* Task directions *
Return each line of the listing that follows in which the string "OptionsPayload" can be found.

____

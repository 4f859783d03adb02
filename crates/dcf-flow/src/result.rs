//! Step results
//!
//! A step returns one of three shapes: a form to render, an entry to create,
//! or an abort. [`FlowResponse`] is the JSON shape the frontend expects.

use serde::{Deserialize, Serialize};
use std::collections::HashMap;

use crate::flow::OptionsPayload;

/// Outcome of a single flow step
#[derive(Debug, Clone, PartialEq)]
pub enum FlowResult {
    /// Show a form and wait for input
    Form(FlowForm),
    /// Finish the flow by creating (or, for options flows, updating) an entry
    CreateEntry(CreatedEntry),
    /// Finish the flow without a result
    Abort { reason: String },
}

impl FlowResult {
    pub fn abort(reason: impl Into<String>) -> Self {
        FlowResult::Abort {
            reason: reason.into(),
        }
    }

    pub fn create_entry(
        title: impl Into<String>,
        data: HashMap<String, serde_json::Value>,
        options: OptionsPayload,
    ) -> Self {
        FlowResult::CreateEntry(CreatedEntry {
            title: title.into(),
            data,
            options,
        })
    }

    /// Wire name of the result type
    pub fn result_type(&self) -> &'static str {
        match self {
            FlowResult::Form(_) => "form",
            FlowResult::CreateEntry(_) => "create_entry",
            FlowResult::Abort { .. } => "abort",
        }
    }

    pub fn as_form(&self) -> Option<&FlowForm> {
        match self {
            FlowResult::Form(form) => Some(form),
            _ => None,
        }
    }

    pub fn as_created(&self) -> Option<&CreatedEntry> {
        match self {
            FlowResult::CreateEntry(entry) => Some(entry),
            _ => None,
        }
    }

    pub fn abort_reason(&self) -> Option<&str> {
        match self {
            FlowResult::Abort { reason } => Some(reason),
            _ => None,
        }
    }

    /// Whether the flow is finished after this result
    pub fn is_terminal(&self) -> bool {
        !matches!(self, FlowResult::Form(_))
    }
}

/// A form to show to the user
#[derive(Debug, Clone, PartialEq)]
pub struct FlowForm {
    pub step_id: String,
    pub data_schema: Vec<FormField>,
    pub errors: HashMap<String, String>,
    pub description_placeholders: HashMap<String, String>,
}

impl FlowForm {
    pub fn new(step_id: impl Into<String>, data_schema: Vec<FormField>) -> Self {
        Self {
            step_id: step_id.into(),
            data_schema,
            errors: HashMap::new(),
            description_placeholders: HashMap::new(),
        }
    }

    pub fn field(&self, name: &str) -> Option<&FormField> {
        self.data_schema.iter().find(|f| f.name == name)
    }
}

/// Entry produced by a finished flow
#[derive(Debug, Clone, PartialEq)]
pub struct CreatedEntry {
    /// Empty for options flows, which never rename the entry
    pub title: String,
    pub data: HashMap<String, serde_json::Value>,
    pub options: OptionsPayload,
}

/// Form field schema
#[derive(Debug, Clone, PartialEq, Serialize, Deserialize)]
pub struct FormField {
    pub name: String,
    #[serde(flatten)]
    pub kind: FieldKind,
    #[serde(skip_serializing_if = "Option::is_none")]
    pub required: Option<bool>,
    #[serde(skip_serializing_if = "Option::is_none")]
    pub default: Option<serde_json::Value>,
}

/// Field type, serialized as the `type` key
#[derive(Debug, Clone, PartialEq, Serialize, Deserialize)]
#[serde(tag = "type", rename_all = "snake_case")]
pub enum FieldKind {
    /// Pick any subset of `options`
    MultiSelect { options: Vec<String> },
    String,
    Boolean,
}

impl FormField {
    fn optional(name: &str, kind: FieldKind, default: serde_json::Value) -> Self {
        Self {
            name: name.to_string(),
            kind,
            required: Some(false),
            default: Some(default),
        }
    }

    pub fn multi_select(name: &str, options: Vec<String>, default: Vec<String>) -> Self {
        Self::optional(
            name,
            FieldKind::MultiSelect { options },
            serde_json::Value::from(default),
        )
    }

    pub fn string(name: &str, default: impl Into<String>) -> Self {
        Self::optional(
            name,
            FieldKind::String,
            serde_json::Value::String(default.into()),
        )
    }

    pub fn boolean(name: &str, default: bool) -> Self {
        Self::optional(name, FieldKind::Boolean, serde_json::Value::Bool(default))
    }

    /// Options of a multi-select field
    pub fn options(&self) -> Option<&[String]> {
        match &self.kind {
            FieldKind::MultiSelect { options } => Some(options),
            _ => None,
        }
    }
}

/// Flow result as sent to the frontend
#[derive(Debug, Clone, Serialize)]
pub struct FlowResponse {
    pub flow_id: String,
    /// Integration domain for config flows, entry id for options flows
    pub handler: String,
    #[serde(rename = "type")]
    pub result_type: String,
    #[serde(skip_serializing_if = "Option::is_none")]
    pub step_id: Option<String>,
    /// Always present, empty array if no schema
    pub data_schema: Vec<FormField>,
    /// Always present, null if none
    pub errors: Option<HashMap<String, String>>,
    /// Always present, null if none
    pub description_placeholders: Option<HashMap<String, String>>,
    #[serde(skip_serializing_if = "Option::is_none")]
    pub title: Option<String>,
    #[serde(skip_serializing_if = "Option::is_none")]
    pub reason: Option<String>,
    /// The created or updated entry, for create_entry results
    #[serde(skip_serializing_if = "Option::is_none")]
    pub result: Option<serde_json::Value>,
}

impl FlowResponse {
    pub fn new(flow_id: impl Into<String>, handler: impl Into<String>, result: &FlowResult) -> Self {
        let mut response = Self {
            flow_id: flow_id.into(),
            handler: handler.into(),
            result_type: result.result_type().to_string(),
            step_id: None,
            data_schema: Vec::new(),
            errors: None,
            description_placeholders: None,
            title: None,
            reason: None,
            result: None,
        };

        match result {
            FlowResult::Form(form) => {
                response.step_id = Some(form.step_id.clone());
                response.data_schema = form.data_schema.clone();
                response.errors = non_empty(&form.errors);
                response.description_placeholders = non_empty(&form.description_placeholders);
            }
            FlowResult::CreateEntry(entry) => {
                response.title = Some(entry.title.clone());
            }
            FlowResult::Abort { reason } => {
                response.reason = Some(reason.clone());
            }
        }

        response
    }

    pub fn with_result(mut self, result: serde_json::Value) -> Self {
        self.result = Some(result);
        self
    }
}

fn non_empty(map: &HashMap<String, String>) -> Option<HashMap<String, String>> {
    if map.is_empty() {
        None
    } else {
        Some(map.clone())
    }
}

____

* Answer for the task *
use crate::flow::OptionsPayload;
        options: OptionsPayload,
    pub options: OptionsPayload,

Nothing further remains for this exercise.